*** Data provided ***
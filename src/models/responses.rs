//! Outbound response shapes. Field names (including the historical `diety`
//! spelling) are the wire contract.

use chrono::{DateTime, Utc};
use serde::Serialize;
use serde_json::Value;

/// An enum-tagged field wrapped with its derived icon. For signup rows the
/// icon is always present (fallback glyph for unknown values); for catalog
/// rows it is `null` when the free text matches no enumeration member.
#[derive(Debug, Clone, Serialize, PartialEq, Eq)]
pub struct TaggedValue {
    pub value: String,
    pub icon: Option<String>,
}

#[derive(Debug, Clone, Serialize)]
pub struct FormattedSignup {
    pub id: String,
    pub created_at: DateTime<Utc>,
    pub title: Option<String>,
    pub position: i32,
    pub singer: Option<String>,
    pub details: Option<String>,
    #[serde(rename = "signedUp")]
    pub signed_up: bool,
    pub tempo: TaggedValue,
    pub diety: TaggedValue,
    pub offering_on: Option<DateTime<Utc>>,
    #[serde(rename = "offeringStatus")]
    pub offering_status: String,
}

#[derive(Debug, Clone, Serialize)]
pub struct FormattedCatalogEntry {
    pub id: String,
    pub title: String,
    pub lyrics: Option<String>,
    pub meaning: Option<String>,
    pub diety: Option<TaggedValue>,
    pub tempo: Option<TaggedValue>,
    pub language: Option<String>,
    pub level: Option<String>,
    pub raga: Option<String>,
    pub beat: Option<String>,
    #[serde(rename = "malePitch")]
    pub male_pitch: Option<String>,
    #[serde(rename = "femalePitch")]
    pub female_pitch: Option<String>,
    #[serde(rename = "lyricsLink")]
    pub lyrics_link: Option<String>,
    #[serde(rename = "audioLink")]
    pub audio_link: Option<String>,
}

#[derive(Debug, Serialize)]
pub struct SignupQueryResponse {
    pub data: Vec<FormattedSignup>,
    pub total: i64,
    pub page: i64,
    #[serde(rename = "pageSize")]
    pub page_size: i64,
    pub debug: Value,
}

#[derive(Debug, Serialize)]
pub struct CatalogQueryResponse {
    pub data: Vec<FormattedCatalogEntry>,
    pub total: i64,
    pub page: i64,
    #[serde(rename = "pageSize")]
    pub page_size: i64,
}

#[derive(Debug, Serialize)]
pub struct CreateSignupResponse {
    pub data: FormattedSignup,
    pub debug: Value,
}

#[derive(Debug, Serialize)]
pub struct DeityCount {
    pub diety: &'static str,
    pub icon: &'static str,
    pub count: i64,
}

#[derive(Debug, Serialize)]
pub struct TempoCount {
    pub tempo: &'static str,
    pub icon: &'static str,
    pub count: i64,
}

#[derive(Debug, Serialize)]
pub struct DistributionResponse<T> {
    pub status: &'static str,
    pub data: Vec<T>,
    pub filters: Value,
}

#[derive(Debug, Serialize)]
pub struct HealthResponse {
    pub status: &'static str,
    #[serde(rename = "validDieties")]
    pub valid_dieties: Vec<&'static str>,
    #[serde(rename = "validTempos")]
    pub valid_tempos: Vec<&'static str>,
    #[serde(rename = "validOfferingStatuses")]
    pub valid_offering_statuses: Vec<&'static str>,
}

#[derive(Debug, Serialize)]
pub struct ConnectionProbeResponse {
    pub status: &'static str,
    pub database: String,
    #[serde(rename = "roundTripMs")]
    pub round_trip_ms: u128,
}
use bhajan_api::api::server;

#[tokio::main]
async fn main() -> anyhow::Result<()> {
    server::run_server().await
}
*** End of Data provided ***
→ Work instructions
Write out all the records above again, exactly as they stand.

→ Task solution
filename src/models/responses.rs
//! Outbound response shapes. Field names (including the historical `diety`
//! spelling) are the wire contract.

use chrono::{DateTime, Utc};
use serde::Serialize;
use serde_json::Value;

/// An enum-tagged field wrapped with its derived icon. For signup rows the
/// icon is always present (fallback glyph for unknown values); for catalog
/// rows it is `null` when the free text matches no enumeration member.
#[derive(Debug, Clone, Serialize, PartialEq, Eq)]
pub struct TaggedValue {
    pub value: String,
    pub icon: Option<String>,
}

#[derive(Debug, Clone, Serialize)]
pub struct FormattedSignup {
    pub id: String,
    pub created_at: DateTime<Utc>,
    pub title: Option<String>,
    pub position: i32,
    pub singer: Option<String>,
    pub details: Option<String>,
    #[serde(rename = "signedUp")]
    pub signed_up: bool,
    pub tempo: TaggedValue,
    pub diety: TaggedValue,
    pub offering_on: Option<DateTime<Utc>>,
    #[serde(rename = "offeringStatus")]
    pub offering_status: String,
}

#[derive(Debug, Clone, Serialize)]
pub struct FormattedCatalogEntry {
    pub id: String,
    pub title: String,
    pub lyrics: Option<String>,
    pub meaning: Option<String>,
    pub diety: Option<TaggedValue>,
    pub tempo: Option<TaggedValue>,
    pub language: Option<String>,
    pub level: Option<String>,
    pub raga: Option<String>,
    pub beat: Option<String>,
    #[serde(rename = "malePitch")]
    pub male_pitch: Option<String>,
    #[serde(rename = "femalePitch")]
    pub female_pitch: Option<String>,
    #[serde(rename = "lyricsLink")]
    pub lyrics_link: Option<String>,
    #[serde(rename = "audioLink")]
    pub audio_link: Option<String>,
}

#[derive(Debug, Serialize)]
pub struct SignupQueryResponse {
    pub data: Vec<FormattedSignup>,
    pub total: i64,
    pub page: i64,
    #[serde(rename = "pageSize")]
    pub page_size: i64,
    pub debug: Value,
}

#[derive(Debug, Serialize)]
pub struct CatalogQueryResponse {
    pub data: Vec<FormattedCatalogEntry>,
    pub total: i64,
    pub page: i64,
    #[serde(rename = "pageSize")]
    pub page_size: i64,
}

#[derive(Debug, Serialize)]
pub struct CreateSignupResponse {
    pub data: FormattedSignup,
    pub debug: Value,
}

#[derive(Debug, Serialize)]
pub struct DeityCount {
    pub diety: &'static str,
    pub icon: &'static str,
    pub count: i64,
}

#[derive(Debug, Serialize)]
pub struct TempoCount {
    pub tempo: &'static str,
    pub icon: &'static str,
    pub count: i64,
}

#[derive(Debug, Serialize)]
pub struct DistributionResponse<T> {
    pub status: &'static str,
    pub data: Vec<T>,
    pub filters: Value,
}

#[derive(Debug, Serialize)]
pub struct HealthResponse {
    pub status: &'static str,
    #[serde(rename = "validDieties")]
    pub valid_dieties: Vec<&'static str>,
    #[serde(rename = "validTempos")]
    pub valid_tempos: Vec<&'static str>,
    #[serde(rename = "validOfferingStatuses")]
    pub valid_offering_statuses: Vec<&'static str>,
}

#[derive(Debug, Serialize)]
pub struct ConnectionProbeResponse {
    pub status: &'static str,
    pub database: String,
    #[serde(rename = "roundTripMs")]
    pub round_trip_ms: u128,
}
use bhajan_api::api::server;

#[tokio::main]
async fn main() -> anyhow::Result<()> {
    server::run_server().await
}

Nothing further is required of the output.